Old code ain’t necessarily legacy code

In the mid-2000s, there weren’t any well-established PHP ORMs, so we built our own. Luckily PHP provides loads of building blocks for making a simple ActiveRecord-style ORM, including MySQL support, query parameter binding, and magic getters and setters. It also helped that we had some really smart engineers who were up to the task.

Our ORM’s last major upgrade was ten years ago. It has had some minor improvements — bug fixes, better types, and a few new features — but the basic structure is unchanged.

Over the years there have been a few attempts to use a different ORM, but none of the proposals were made in response to new business needs, instead motivated by dissatisfaction with the ActiveRecord pattern.

Ultimately none of the proposals took hold. It turns out that old code can be preferable to new if the old code:

  • Does its job effectively
  • Is simple to analyse statically
  • Is well tested
  • Is idiomatic

Thankfully our existing ORM meets all four requirements.

Keeping reliable old code around also gives us the opportunity to focus our engineering effort on things that bring material benefit to the business, and I’m contractually obligated (but also delighted) to say that Vimeo has been on a roll recently, with a ton of great new products like Vimeo Record.

“PHP doesn’t have to be terrible”

Many developers wrote a bit of PHP a decade ago and have since moved on to better-respected languages.
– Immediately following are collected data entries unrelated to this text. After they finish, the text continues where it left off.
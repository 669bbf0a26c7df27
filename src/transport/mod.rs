//! Exclusive line-oriented link to the robot controller.
//!
//! The [`Transport`] trait is the seam between the tuner and the physical
//! serial port. Both background units share one transport behind a single
//! lock ([`SharedTransport`]), so frames from the coordinator and reads from
//! the telemetry reader never interleave mid-frame.

pub mod framing;

#[cfg(test)]
pub(crate) mod scripted;

use std::io::{Read, Write};
use std::sync::Arc;
use std::time::Duration;

use parking_lot::Mutex;
use tracing::{debug, info};

use crate::error::TransportError;

pub use framing::LineBuffer;

/// A transport shared between the telemetry reader and the coordinator.
///
/// The lock must never be held across an `.await`.
pub type SharedTransport = Arc<Mutex<Box<dyn Transport>>>;

/// Wrap a transport for sharing between the background units.
pub fn shared(transport: impl Transport + 'static) -> SharedTransport {
    Arc::new(Mutex::new(Box::new(transport)))
}

// ---------------------------------------------------------------------------
// Transport
// ---------------------------------------------------------------------------

/// Newline-framed, exclusively owned connection to one endpoint.
pub trait Transport: Send {
    /// Write `frame` followed by a single `\n`.
    fn send(&mut self, frame: &str) -> Result<(), TransportError>;

    /// Return the next complete frame if one is buffered, without blocking.
    fn try_receive(&mut self) -> Result<Option<String>, TransportError>;

    /// Human-readable endpoint name for logs.
    fn endpoint(&self) -> &str;
}

// ---------------------------------------------------------------------------
// SerialTransport
// ---------------------------------------------------------------------------

/// [`Transport`] over a local serial port.
///
/// The port handle is closed when this value is dropped.
pub struct SerialTransport {
    endpoint: String,
    port: Box<dyn serialport::SerialPort>,
    lines: LineBuffer,
}

impl SerialTransport {
    /// Open `endpoint` at `baud_rate`, 8N1, with `timeout` bounding every
    /// blocking read and write.
    pub fn open(endpoint: &str, baud_rate: u32, timeout: Duration) -> Result<Self, TransportError> {
        let port = serialport::new(endpoint, baud_rate)
            .timeout(timeout)
            .data_bits(serialport::DataBits::Eight)
            .stop_bits(serialport::StopBits::One)
            .parity(serialport::Parity::None)
            .open()
            .map_err(|source| TransportError::Open {
                endpoint: endpoint.to_string(),
                source,
            })?;

        info!(endpoint, baud_rate, ?timeout, "serial link open");
        Ok(Self {
            endpoint: endpoint.to_string(),
            port,
            lines: LineBuffer::new(),
        })
    }

    /// Move whatever the driver has buffered into the line buffer.
    fn fill(&mut self) -> Result<(), TransportError> {
        let available = self.port.bytes_to_read()? as usize;
        if available == 0 {
            return Ok(());
        }
        let mut chunk = vec![0u8; available];
        let read = self.port.read(&mut chunk)?;
        self.lines.push(&chunk[..read]);
        Ok(())
    }
}

impl Transport for SerialTransport {
    fn send(&mut self, frame: &str) -> Result<(), TransportError> {
        let mut bytes = Vec::with_capacity(frame.len() + 1);
        bytes.extend_from_slice(frame.as_bytes());
        bytes.push(b'\n');
        self.port.write_all(&bytes)?;
        self.port.flush()?;
        debug!(endpoint = %self.endpoint, frame, "sent");
        Ok(())
    }

    fn try_receive(&mut self) -> Result<Option<String>, TransportError> {
        if let Some(frame) = self.lines.next_frame() {
            return Ok(Some(frame));
        }
        self.fill()?;
        Ok(self.lines.next_frame())
    }

    fn endpoint(&self) -> &str {
        &self.endpoint
    }
}

impl Drop for SerialTransport {
    fn drop(&mut self) {
        info!(endpoint = %self.endpoint, "serial link closed");
    }
}

impl std::fmt::Debug for SerialTransport {
    fn fmt(&self, f: &mut std::fmt::Formatter<'_>) -> std::fmt::Result {
        f.debug_struct("SerialTransport")
            .field("endpoint", &self.endpoint)
            .field("pending", &self.lines.pending_len())
            .finish()
    }
}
They’re often eager to tell others how relieved they are to not be writing PHP anymore, and how it can’t be redeemed.

I’m here to tell you that it can, and Vimeo’s continued success with PHP is proof that it’s a great tool for fast-moving companies in 2020.

PHP’s renaissance has converted at least one former naysayer. A colleague and longtime critic of the language took me aside one day and thanked me, very earnestly, for showing him that “working with PHP doesn’t have to be terrible.”